Rheumatoid arthritis or RA is an autoimmune disease wherein the body’s immune system attacks the joints. The condition may be acute in nature, but it may also be long-term in other people.
In normal physiology, the immune system protects the body’s cells and tissues by attacking foreign bodies, such as debris and microorganisms. According to Arthritis Foundation, the exact cause of rheumatoid arthritis remains idiopathic or unknown; however, the abnormal response of the immune system has a pivotal role. The autoimmune attacks, which lead to the inflammation and joint damage, are also associated with both genetic and environmental factors. As per the publication, studies have demonstrated that people with the genetic marker called the HLA, which controls the immune response, have increased risk of having rheumatoid arthritis. Four other genes linked to rheumatoid arthritis include PTPN22, which is linked to the development of the condition; TRAF1 and C5, which are related to chronic inflammation; and STAT4, which is pivotal in the regulation and activation of the immune system.
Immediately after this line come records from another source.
//! # propschema
//!
//! Derive JSON-Schema-compatible descriptor trees from the static shape of
//! Rust types, without hand-written per-type schema code.
//!
//! `propschema` walks a record type's mirrored structure — its fields, their
//! kinds, and their nested types — and produces a [`Property`] tree: field
//! schemas, a required-field list inferred from each field's kind, and `$ref`
//! nodes for nested named records, deduplicated through a caller-owned
//! registry.
//!
//! ## Quick start
//!
//! ```rust
//! use propschema::{Definitions, Document, Reflect, from_type};
//!
//! #[derive(Reflect)]
//! struct User {
//!     pub name: String,
//!     pub age: u32,
//!     pub email: Option<String>,
//! }
//!
//! let mut defs = Definitions::new();
//! let root = from_type::<User>("#/$defs/", &mut defs, None).unwrap();
//!
//! // `email` is Option-typed, so it is not required.
//! assert_eq!(root.required, vec!["name", "age"]);
//!
//! let document = Document::new(root).with_definitions(defs);
//! println!("{}", serde_json::to_string_pretty(&document).unwrap());
//! ```
//!
//! ## Field directives
//!
//! Fields take `#[schema(...)]` attributes, carried as raw text and parsed at
//! conversion time:
//!
//! | Attribute | Effect |
//! |-----------|--------|
//! | `#[schema(rename = "name")]` | Schema key becomes `name` |
//! | `#[schema(rename = "-")]` | Field excluded entirely |
//! | `#[schema(directives = "required")]` | Forced into `required` |
//! | `#[schema(directives = "notRequired")]` | Forced out of `required` |
//! | `#[schema(directives = "deprecated")]` | Sets `deprecated` |
//! | `#[schema(directives = "uniqueItems")]` | Sets `uniqueItems` (arrays) |
//! | `#[schema(directives = "hidden")]` | Field excluded, type not walked |
//! | `#[schema(directives = "min=N")]` / `max=N` | Length or item bound |
//! | `#[schema(description = "...")]` | Sets `description` |
//!
//! Directive tokens combine in one comma-separated list, e.g.
//! `#[schema(directives = "notRequired,deprecated")]`. Unknown tokens are
//! ignored for forward compatibility.
//!
//! ## Required-field inference
//!
//! Fields are required by default. The four nullable-by-construction kinds —
//! `Option<T>`, sequences, fixed-length arrays, and maps — default to not
//! required. An explicit `required`/`notRequired` directive always wins.
//!
//! ## Nested records and `$ref`
//!
//! A field whose type is itself a record never gets an inline schema. The
//! walker derives a deterministic name from the type's fully-qualified path,
//! asks the registry whether that name is known, computes and registers the
//! nested descriptor on first encounter, and emits
//! `{ "$ref": "<prefix><name>" }`. Sharing one [`Definitions`] store across
//! many conversions deduplicates definitions across an entire API surface.
//!
//! ## Custom descriptions
//!
//! A type can opt out of kind-based derivation by implementing [`Describe`]
//! and exposing it through its [`Reflect`] impl with [`Shape::describe`].
//! The returned [`Property`] is used verbatim; only the field-level
//! requiredness logic still applies on top.
//!
//! ## Type mappings
//!
//! | Rust type | Schema |
//! |-----------|--------|
//! | `String`, `&str`, `char` | `"type": "string"` |
//! | `i8`–`i128`, `u8`–`u128`, `isize`, `usize` | `"type": "integer"` |
//! | `f32`, `f64` | `"type": "number"` |
//! | `bool` | `"type": "boolean"` |
//! | `Option<T>` | schema of `T`, not required |
//! | `Vec<T>`, `&[T]`, sets | `"type": "array"` + `items` |
//! | `[T; N]` | array with `minItems == maxItems == N` |
//! | `HashMap`, `BTreeMap` | unconstrained node (extension point) |
//! | derived structs | `$ref` to a registered definition |
//! | `serde_json::Value` | unconstrained node |
//! | `Uuid`, `DateTime<Tz>` (feature-gated) | `"type": "string"` |

pub mod directives;
pub mod document;
pub mod error;
pub mod property;
pub mod registry;
pub mod shape;
pub mod walker;

pub use directives::{FieldDirectives, RequiredOverride, IGNORE_SENTINEL};
pub use document::{Document, DRAFT_2020_12};
pub use error::SchemaError;
pub use property::{Property, PropertyType, RawLiteral};
pub use registry::{Definitions, ExampleProvider, FnRegistry, RefRegistry};
pub use shape::{Describe, Field, RecordShape, Reflect, Shape};
pub use walker::{definition_name, from_type, from_value};

// Re-export the derive macro when available
#[cfg(feature = "derive")]
pub use propschema_macros::Reflect;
Rheumatoid arthritis has had its numbers in history. According to the Centers for Disease Control and Prevention or CDC, the condition affected around 1.5 million of United States adults aged 18 years old and above in 2005 and its prevalence is claimed to have a range of 0.4 to 1.3 percent on a global scale. Also, women have two to three times higher risk of having the disease than in men and its onset peaks when they reach 60s. As per a Canadian study, it was found that the prevalence of the medical condition among men and women increased from 1996 to 2010; according to the publication, the increase was linked on risk factor changes and early diagnosis and treatment.
Signs and Symptoms
Rheumatoid arthritis presents a number of signs and symptoms. According to Medicine Net, these include fatigue, joint tenderness, joint pain, joint redness, joint swelling, joint stiffness, loss of join range of motion, joint warmth, joint deformity, limping, anemia, loss of joint function, and fever.
While medical management through pain and anti-inflammatory medications is available to counter rheumatoid arthritis, the following home remedies can also be used.
Turmeric and Ginger Tea
Turmeric and ginger tea are two among the known remedies for rheumatoid arthritis. According to Everyday Roots, both have anti-inflammatory properties, which enable them to treat rheumatoid arthritis and osteoarthritis. Turmeric has curcumin, a potent antioxidant that is capable of reducing the levels of enzymes that contribute to the development of the inflammation. As per the publication, the ingredients include two cups of water, half teaspoon of ground turmeric, half teaspoon of ground ginger, and honey to taste. To prepare, two cups of water are brought to a boil. Next, half teaspoon each of the ground turmeric and ground ginger are added. The preparation is reduced to a simmer and is allowed to stay for 10 to 15 minutes. Finally, they are strained and honey is added. The preparation produces two servings.
Tea is one of the common beverages most people consume, aside from water, coffee, milk, and juice. According to rheumatologist Dr. Beth Jonas, as cited by Everyday Health, green tea contains polyphenols, which help reduce inflammation and protect joints. Polyphenols are also antioxidant-rich, which means they are capable of reducing the abnormal autoimmune response of the body’s immune system to the joints.
Doing exercises also serves as a remedy for rheumatoid arthritis. According to Health Line, exercise fights fatigue while boosting muscle strength and joint range of motion. As per the publication, the exercises that a person with rheumatoid arthritis can do include gentle stretching, swimming, walking, and water aerobics.
Overall, rheumatoid arthritis may not be as severe as cancer; however, the pain it gives to a person removes the person’s comfort and interferes with his activities of daily living. Thus, medical management and the above home remedies are considerations in responding to the condition.